Personally, I'd much rather interact with human musicians than instruct a robot, which is basically what one is doing with Finale — it's a machine with a limited instruction set which it interprets according to internal rules that are hidden from the user. Human musicians understand adverbs while robots don't. I can ask a human ensemble to play a phrase "gently" or "aggressively" and they'll immediately grasp what I'm asking for; the Finale robot doesn't have those words in its vocabulary, so to get the same effect I'd have to painstakingly micromanage every single note.

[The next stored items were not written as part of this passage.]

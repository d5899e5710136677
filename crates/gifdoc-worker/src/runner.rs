//! In-process job registry and execution.
//!
//! Jobs run as spawned tasks behind a concurrency semaphore. Each job
//! owns a pair of watch channels: one publishing its [`JobRecord`] to
//! subscribers, one carrying the cooperative cancellation signal into
//! the pipeline.

use std::collections::HashMap;
use std::sync::Arc;

use tokio::sync::{watch, Mutex, Semaphore};
use tokio::task::JoinHandle;
use tracing::{info, warn};

use gifdoc_models::{JobId, JobRecord};

use crate::error::WorkerError;
use crate::logging::JobLogger;
use crate::processor::{process_job, JobRequest, ProcessingContext};

struct JobHandle {
    record_rx: watch::Receiver<JobRecord>,
    cancel_tx: watch::Sender<bool>,
    task: JoinHandle<()>,
}

/// Runs jobs and tracks their lifecycle.
pub struct JobRunner {
    ctx: Arc<ProcessingContext>,
    semaphore: Arc<Semaphore>,
    jobs: Mutex<HashMap<JobId, JobHandle>>,
}

impl JobRunner {
    pub fn new(ctx: ProcessingContext) -> Arc<Self> {
        let semaphore = Arc::new(Semaphore::new(ctx.config.max_concurrent_jobs.max(1)));
        Arc::new(Self {
            ctx: Arc::new(ctx),
            semaphore,
            jobs: Mutex::new(HashMap::new()),
        })
    }

    /// Queue a job and return its id immediately.
    ///
    /// The job starts once a concurrency permit is free; its record
    /// moves Queued → Running → Done/Failed/Cancelled.
    pub async fn submit(self: &Arc<Self>, request: JobRequest) -> JobId {
        let id = JobId::new();
        let (record_tx, record_rx) = watch::channel(JobRecord::new(id.clone()));
        let (cancel_tx, cancel_rx) = watch::channel(false);

        let runner = Arc::clone(self);
        let job_id = id.clone();
        let task = tokio::spawn(async move {
            runner.run_job(job_id, request, record_tx, cancel_rx).await;
        });

        self.jobs.lock().await.insert(
            id.clone(),
            JobHandle {
                record_rx,
                cancel_tx,
                task,
            },
        );

        info!(job_id = %id, "Job submitted");
        id
    }

    /// Current record of a job, if known.
    pub async fn record(&self, id: &JobId) -> Option<JobRecord> {
        let jobs = self.jobs.lock().await;
        jobs.get(id).map(|h| h.record_rx.borrow().clone())
    }

    /// Subscribe to a job's record updates.
    pub async fn subscribe(&self, id: &JobId) -> Option<watch::Receiver<JobRecord>> {
        let jobs = self.jobs.lock().await;
        jobs.get(id).map(|h| h.record_rx.clone())
    }

    /// Request cooperative cancellation of a running job.
    ///
    /// Returns whether the job was known and not yet terminal.
    pub async fn cancel(&self, id: &JobId) -> bool {
        let jobs = self.jobs.lock().await;
        match jobs.get(id) {
            Some(handle) if !handle.record_rx.borrow().state.is_terminal() => {
                info!(job_id = %id, "Cancellation requested");
                handle.cancel_tx.send_replace(true);
                true
            }
            _ => false,
        }
    }

    /// Drain in-flight jobs, cancelling whatever outlives the
    /// shutdown timeout.
    pub async fn shutdown(&self) {
        let handles: Vec<(JobId, JobHandle)> = self.jobs.lock().await.drain().collect();
        if handles.is_empty() {
            return;
        }

        info!(jobs = handles.len(), "Draining jobs before shutdown");

        let mut tasks = Vec::with_capacity(handles.len());
        for (id, handle) in handles {
            tasks.push((id, handle.cancel_tx, handle.task));
        }

        let drain = async {
            for (_, _, task) in &mut tasks {
                let _ = task.await;
            }
        };

        if tokio::time::timeout(self.ctx.config.shutdown_timeout, drain)
            .await
            .is_err()
        {
            warn!("Shutdown timeout reached, cancelling remaining jobs");
            for (id, cancel_tx, task) in &mut tasks {
                if !task.is_finished() {
                    warn!(job_id = %id, "Cancelling job at shutdown");
                    cancel_tx.send_replace(true);
                }
            }
            // Handles drained before the timeout are already consumed
            for (_, _, task) in &mut tasks {
                if !task.is_finished() {
                    let _ = task.await;
                }
            }
        }

        info!("All jobs drained");
    }

    async fn run_job(
        &self,
        id: JobId,
        request: JobRequest,
        record_tx: watch::Sender<JobRecord>,
        cancel_rx: watch::Receiver<bool>,
    ) {
        let permit = match self.semaphore.acquire().await {
            Ok(permit) => permit,
            Err(_) => {
                let record = record_tx.borrow().clone();
                record_tx.send_replace(record.fail("worker shutting down"));
                return;
            }
        };

        if *cancel_rx.borrow() {
            let record = record_tx.borrow().clone();
            record_tx.send_replace(record.cancel());
            drop(permit);
            return;
        }

        let record = record_tx.borrow().clone();
        record_tx.send_replace(record.start());

        let logger = JobLogger::new(&id, "document_generation");
        let progress_tx = record_tx.clone();
        let on_progress = move |fraction: f64| {
            let record = progress_tx.borrow().clone();
            progress_tx.send_replace(record.with_progress((fraction * 100.0) as u8));
        };

        let result = tokio::time::timeout(
            self.ctx.config.job_timeout,
            process_job(&self.ctx, &logger, &request, cancel_rx, on_progress),
        )
        .await;

        let record = record_tx.borrow().clone();
        let finished = match result {
            Ok(Ok(outcome)) => {
                let mut record = record;
                for warning in outcome.warnings {
                    record = record.with_warning(warning);
                }
                record.complete()
            }
            Ok(Err(e)) if e.is_cancellation() => {
                logger.log_warning("job cancelled");
                record.cancel()
            }
            Ok(Err(e)) => {
                logger.log_error(&e.to_string());
                record.fail(e.to_string())
            }
            Err(_) => {
                let e = WorkerError::job_failed(format!(
                    "timed out after {}s",
                    self.ctx.config.job_timeout.as_secs()
                ));
                logger.log_error(&e.to_string());
                record.fail(e.to_string())
            }
        };
        record_tx.send_replace(finished);

        drop(permit);
    }
}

There's a universe of difference between an artificial performance on a computer and a real performance by human musicians. Humans are spontaneous, they listen, they interact and communicate in subtle ways that they themselves don't even fully understand. Human performances (good ones, anyway) are exciting and unpredictable. This is why people are are willing to buy tickets to live performances of music that they already know by heart from recordings. The thrill of eighty musicians coming together to create a unique realization of a musical work conceived by a single human mind is what makes large-ensemble music fantastic and amazing.
So I'll gladly take a human performance that is technically imperfect but exciting over a robotic one that is technically flawless but equally soulless. Computers are OK for demos, but real, living music comes from real, living people.
But please, people, if you don't mind... play the right notes, huh?